Please restate the following records word for word.

Top of DATA EXTRACTS

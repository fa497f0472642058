//! HMAC-signed data URLs.
//!
//! Ticket URLs point at `/data/{FORMAT}/{id}`. When signing is enabled the
//! path gets `_expires` and `_sig` query parameters so a client can fetch the
//! bytes without presenting credentials again. Only the path is signed; the
//! host a client reaches the server by does not matter.

use crate::Error;
use base64::{Engine, engine::general_purpose::URL_SAFE_NO_PAD};
use hmac::{Hmac, Mac};
use sha2::Sha256;
use std::collections::hash_map::RandomState;
use std::hash::BuildHasher;
use std::time::{Duration, SystemTime, UNIX_EPOCH};

type HmacSha256 = Hmac<Sha256>;

const EXPIRES_PARAM: &str = "_expires";
const SIGNATURE_PARAM: &str = "_sig";
const SECRET_LEN: usize = 32;

#[derive(Clone)]
pub struct UrlSigner {
    key: Vec<u8>,
    lifetime: Duration,
}

impl UrlSigner {
    /// Signs with `key`; URLs stop validating `lifetime` after they are issued.
    pub fn new(key: impl Into<Vec<u8>>, lifetime: Duration) -> Self {
        Self {
            key: key.into(),
            lifetime,
        }
    }

    /// A per-process key seeded from the std hasher's random state.
    pub fn generate_secret() -> Vec<u8> {
        let state = RandomState::new();
        (0..SECRET_LEN / 8)
            .flat_map(|word| state.hash_one(word).to_le_bytes())
            .collect()
    }

    /// Append `_expires` and `_sig` to a request path.
    pub fn sign_path(&self, path: &str) -> String {
        self.sign_path_at(path, unix_now())
    }

    fn sign_path_at(&self, path: &str, now: u64) -> String {
        let expires = now.saturating_add(self.lifetime.as_secs());
        let tag = self.tag(path, expires).finalize().into_bytes();
        format!(
            "{path}?{EXPIRES_PARAM}={expires}&{SIGNATURE_PARAM}={}",
            URL_SAFE_NO_PAD.encode(tag)
        )
    }

    /// Check the `_expires`/`_sig` pair carried in `query` against `path`.
    pub fn validate_query(&self, path: &str, query: Option<&str>) -> Result<(), Error> {
        self.validate_query_at(path, query, unix_now())
    }

    fn validate_query_at(&self, path: &str, query: Option<&str>, now: u64) -> Result<(), Error> {
        let Some((expires, signature)) = query.and_then(parse_signature) else {
            tracing::debug!(path, "data URL carries no signature");
            return Err(Error::InvalidAuthentication);
        };
        if now > expires {
            tracing::debug!(path, now, expires, "signed URL expired");
            return Err(Error::InvalidAuthentication);
        }

        let presented = URL_SAFE_NO_PAD
            .decode(signature)
            .map_err(|_| Error::InvalidAuthentication)?;
        self.tag(path, expires)
            .verify_slice(&presented)
            .map_err(|_| {
                tracing::debug!(path, "URL signature mismatch");
                Error::InvalidAuthentication
            })
    }

    fn tag(&self, path: &str, expires: u64) -> HmacSha256 {
        let mut mac = HmacSha256::new_from_slice(&self.key)
            .unwrap_or_else(|_| unreachable!("HMAC accepts keys of any length"));
        mac.update(path.as_bytes());
        mac.update(b":");
        mac.update(expires.to_string().as_bytes());
        mac
    }
}

/// Extract `_expires` and `_sig` from a query string.
pub fn parse_signature(query: &str) -> Option<(u64, String)> {
    let mut expires = None;
    let mut signature = None;

    for (key, value) in url::form_urlencoded::parse(query.as_bytes()) {
        match key.as_ref() {
            EXPIRES_PARAM => expires = value.parse().ok(),
            SIGNATURE_PARAM => signature = Some(value.into_owned()),
            _ => {}
        }
    }

    Some((expires?, signature?))
}

fn unix_now() -> u64 {
    SystemTime::now()
        .duration_since(UNIX_EPOCH)
        .unwrap_or_default()
        .as_secs()
}

#[cfg(test)]
mod tests {
    use super::*;

    const NOW: u64 = 1_700_000_000;
    const PATH: &str = "/data/BAM/NA12878";

    fn signer(key: &[u8]) -> UrlSigner {
        UrlSigner::new(key.to_vec(), Duration::from_secs(600))
    }

    #[test]
    fn signed_path_validates_until_expiry() {
        let k1 = signer(b"k1");
        let signed = k1.sign_path_at(PATH, NOW);
        let (path, query) = signed.split_once('?').unwrap();

        assert_eq!(path, PATH);
        assert!(query.starts_with("_expires=1700000600&_sig="));
        assert!(k1.validate_query_at(path, Some(query), NOW + 600).is_ok());
        assert!(matches!(
            k1.validate_query_at(path, Some(query), NOW + 601),
            Err(Error::InvalidAuthentication)
        ));
    }

    #[test]
    fn signature_is_bound_to_path_key_and_expiry() {
        let k1 = signer(b"k1");
        let signed = k1.sign_path_at(PATH, NOW);
        let query = signed.split_once('?').unwrap().1;

        assert!(k1.validate_query_at("/data/BAM/other", Some(query), NOW).is_err());
        assert!(signer(b"k2").validate_query_at(PATH, Some(query), NOW).is_err());

        let (_, sig) = parse_signature(query).unwrap();
        let extended = format!("_expires={}&_sig={sig}", NOW + 10_000);
        assert!(k1.validate_query_at(PATH, Some(&extended), NOW).is_err());
    }

    #[test]
    fn malformed_signatures_rejected() {
        let k1 = signer(b"k1");
        for query in [None, Some("_expires=99999999999"), Some("_sig=abc"), Some("_expires=99999999999&_sig=!!")] {
            assert!(k1.validate_query_at(PATH, query, NOW).is_err(), "{query:?}");
        }
    }

    #[test]
    fn parse_signature_ignores_other_params() {
        let (expires, sig) = parse_signature("start=0&_expires=42&_sig=abc%2Bdef").unwrap();
        assert_eq!(expires, 42);
        assert_eq!(sig, "abc+def");
        assert!(parse_signature("_expires=soon&_sig=abc").is_none());
    }

    #[test]
    fn generated_secrets_differ() {
        let a = UrlSigner::generate_secret();
        assert_eq!(a.len(), SECRET_LEN);
        assert_ne!(a, UrlSigner::generate_secret());
    }
}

Bottom of DATA EXTRACTS

== EXERCISE SOLUTION ==
repository fa497f0472642058
//! HMAC-signed data URLs.
//!
//! Ticket URLs point at `/data/{FORMAT}/{id}`. When signing is enabled the
//! path gets `_expires` and `_sig` query parameters so a client can fetch the
//! bytes without presenting credentials again. Only the path is signed; the
//! host a client reaches the server by does not matter.

use crate::Error;
use base64::{Engine, engine::general_purpose::URL_SAFE_NO_PAD};
use hmac::{Hmac, Mac};
use sha2::Sha256;
use std::collections::hash_map::RandomState;
use std::hash::BuildHasher;
use std::time::{Duration, SystemTime, UNIX_EPOCH};

type HmacSha256 = Hmac<Sha256>;

const EXPIRES_PARAM: &str = "_expires";
const SIGNATURE_PARAM: &str = "_sig";
const SECRET_LEN: usize = 32;

#[derive(Clone)]
pub struct UrlSigner {
    key: Vec<u8>,
    lifetime: Duration,
}

impl UrlSigner {
    /// Signs with `key`; URLs stop validating `lifetime` after they are issued.
    pub fn new(key: impl Into<Vec<u8>>, lifetime: Duration) -> Self {
        Self {
            key: key.into(),
            lifetime,
        }
    }

    /// A per-process key seeded from the std hasher's random state.
    pub fn generate_secret() -> Vec<u8> {
        let state = RandomState::new();
        (0..SECRET_LEN / 8)
            .flat_map(|word| state.hash_one(word).to_le_bytes())
            .collect()
    }

    /// Append `_expires` and `_sig` to a request path.
    pub fn sign_path(&self, path: &str) -> String {
        self.sign_path_at(path, unix_now())
    }

    fn sign_path_at(&self, path: &str, now: u64) -> String {
        let expires = now.saturating_add(self.lifetime.as_secs());
        let tag = self.tag(path, expires).finalize().into_bytes();
        format!(
            "{path}?{EXPIRES_PARAM}={expires}&{SIGNATURE_PARAM}={}",
            URL_SAFE_NO_PAD.encode(tag)
        )
    }

    /// Check the `_expires`/`_sig` pair carried in `query` against `path`.
    pub fn validate_query(&self, path: &str, query: Option<&str>) -> Result<(), Error> {
        self.validate_query_at(path, query, unix_now())
    }

    fn validate_query_at(&self, path: &str, query: Option<&str>, now: u64) -> Result<(), Error> {
        let Some((expires, signature)) = query.and_then(parse_signature) else {
            tracing::debug!(path, "data URL carries no signature");
            return Err(Error::InvalidAuthentication);
        };
        if now > expires {
            tracing::debug!(path, now, expires, "signed URL expired");
            return Err(Error::InvalidAuthentication);
        }

        let presented = URL_SAFE_NO_PAD
            .decode(signature)
            .map_err(|_| Error::InvalidAuthentication)?;
        self.tag(path, expires)
            .verify_slice(&presented)
            .map_err(|_| {
                tracing::debug!(path, "URL signature mismatch");
                Error::InvalidAuthentication
            })
    }

    fn tag(&self, path: &str, expires: u64) -> HmacSha256 {
        let mut mac = HmacSha256::new_from_slice(&self.key)
            .unwrap_or_else(|_| unreachable!("HMAC accepts keys of any length"));
        mac.update(path.as_bytes());
        mac.update(b":");
        mac.update(expires.to_string().as_bytes());
        mac
    }
}

/// Extract `_expires` and `_sig` from a query string.
pub fn parse_signature(query: &str) -> Option<(u64, String)> {
    let mut expires = None;
    let mut signature = None;

    for (key, value) in url::form_urlencoded::parse(query.as_bytes()) {
        match key.as_ref() {
            EXPIRES_PARAM => expires = value.parse().ok(),
            SIGNATURE_PARAM => signature = Some(value.into_owned()),
            _ => {}
        }
    }

    Some((expires?, signature?))
}

fn unix_now() -> u64 {
    SystemTime::now()
        .duration_since(UNIX_EPOCH)
        .unwrap_or_default()
        .as_secs()
}

#[cfg(test)]
mod tests {
    use super::*;

    const NOW: u64 = 1_700_000_000;
    const PATH: &str = "/data/BAM/NA12878";

    fn signer(key: &[u8]) -> UrlSigner {
        UrlSigner::new(key.to_vec(), Duration::from_secs(600))
    }

    #[test]
    fn signed_path_validates_until_expiry() {
        let k1 = signer(b"k1");
        let signed = k1.sign_path_at(PATH, NOW);
        let (path, query) = signed.split_once('?').unwrap();

        assert_eq!(path, PATH);
        assert!(query.starts_with("_expires=1700000600&_sig="));
        assert!(k1.validate_query_at(path, Some(query), NOW + 600).is_ok());
        assert!(matches!(
            k1.validate_query_at(path, Some(query), NOW + 601),
            Err(Error::InvalidAuthentication)
        ));
    }

    #[test]
    fn signature_is_bound_to_path_key_and_expiry() {
        let k1 = signer(b"k1");
        let signed = k1.sign_path_at(PATH, NOW);
        let query = signed.split_once('?').unwrap().1;

        assert!(k1.validate_query_at("/data/BAM/other", Some(query), NOW).is_err());
        assert!(signer(b"k2").validate_query_at(PATH, Some(query), NOW).is_err());

        let (_, sig) = parse_signature(query).unwrap();
        let extended = format!("_expires={}&_sig={sig}", NOW + 10_000);
        assert!(k1.validate_query_at(PATH, Some(&extended), NOW).is_err());
    }

    #[test]
    fn malformed_signatures_rejected() {
        let k1 = signer(b"k1");
        for query in [None, Some("_expires=99999999999"), Some("_sig=abc"), Some("_expires=99999999999&_sig=!!")] {
            assert!(k1.validate_query_at(PATH, query, NOW).is_err(), "{query:?}");
        }
    }

    #[test]
    fn parse_signature_ignores_other_params() {
        let (expires, sig) = parse_signature("start=0&_expires=42&_sig=abc%2Bdef").unwrap();
        assert_eq!(expires, 42);
        assert_eq!(sig, "abc+def");
        assert!(parse_signature("_expires=soon&_sig=abc").is_none());
    }

    #[test]
    fn generated_secrets_differ() {
        let a = UrlSigner::generate_secret();
        assert_eq!(a.len(), SECRET_LEN);
        assert_ne!(a, UrlSigner::generate_secret());
    }
}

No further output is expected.